Stored items:

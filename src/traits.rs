//! Core traits for result chaining

use crate::{AsyncResult, Error, Settled};

/// Trait to convert callback return values into an [`AsyncResult`]
///
/// Chaining operations such as [`AsyncResult::on_success`] accept any
/// callback whose return type implements this trait, so a step may hand back
/// either another `AsyncResult` or a plain `std::result::Result`.
/// Asynchronous work is lifted with [`AsyncResult::from_future`].
pub trait IntoAsyncResult {
    /// The success type of the converted result
    type Value: Send + 'static;

    /// Convert into an [`AsyncResult`]
    fn into_async_result(self) -> AsyncResult<Self::Value>;
}

impl<T> IntoAsyncResult for AsyncResult<T>
where
    T: Send + 'static,
{
    type Value = T;

    fn into_async_result(self) -> AsyncResult<T> {
        self
    }
}

impl<T, E> IntoAsyncResult for std::result::Result<T, E>
where
    T: Send + 'static,
    E: Into<Error>,
{
    type Value = T;

    fn into_async_result(self) -> AsyncResult<T> {
        match self {
            Ok(value) => AsyncResult::ok(value),
            Err(error) => AsyncResult::fail(error),
        }
    }
}

/// Trait for extracting successful values from settled records
pub trait ExtractSuccessful<T> {
    /// Keep the fulfilled values, in order, dropping every rejection
    fn extract_successful(self) -> Vec<T>;

    /// Keep the rejections, in order, dropping every fulfilled value
    fn extract_failures(self) -> Vec<Error>;
}

impl<T> ExtractSuccessful<T> for Vec<Settled<T>> {
    fn extract_successful(self) -> Vec<T> {
        self.into_iter()
            .filter_map(|settled| match settled {
                Settled::Fulfilled(value) => Some(value),
                Settled::Rejected(_) => None,
            })
            .collect()
    }

    fn extract_failures(self) -> Vec<Error> {
        self.into_iter()
            .filter_map(|settled| match settled {
                Settled::Fulfilled(_) => None,
                Settled::Rejected(error) => Some(error),
            })
            .collect()
    }
}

→ PROBLEM
Go through the entries and copy every line with "Some".

→ RESPONSE BELOW
                Settled::Fulfilled(value) => Some(value),
                Settled::Rejected(error) => Some(error),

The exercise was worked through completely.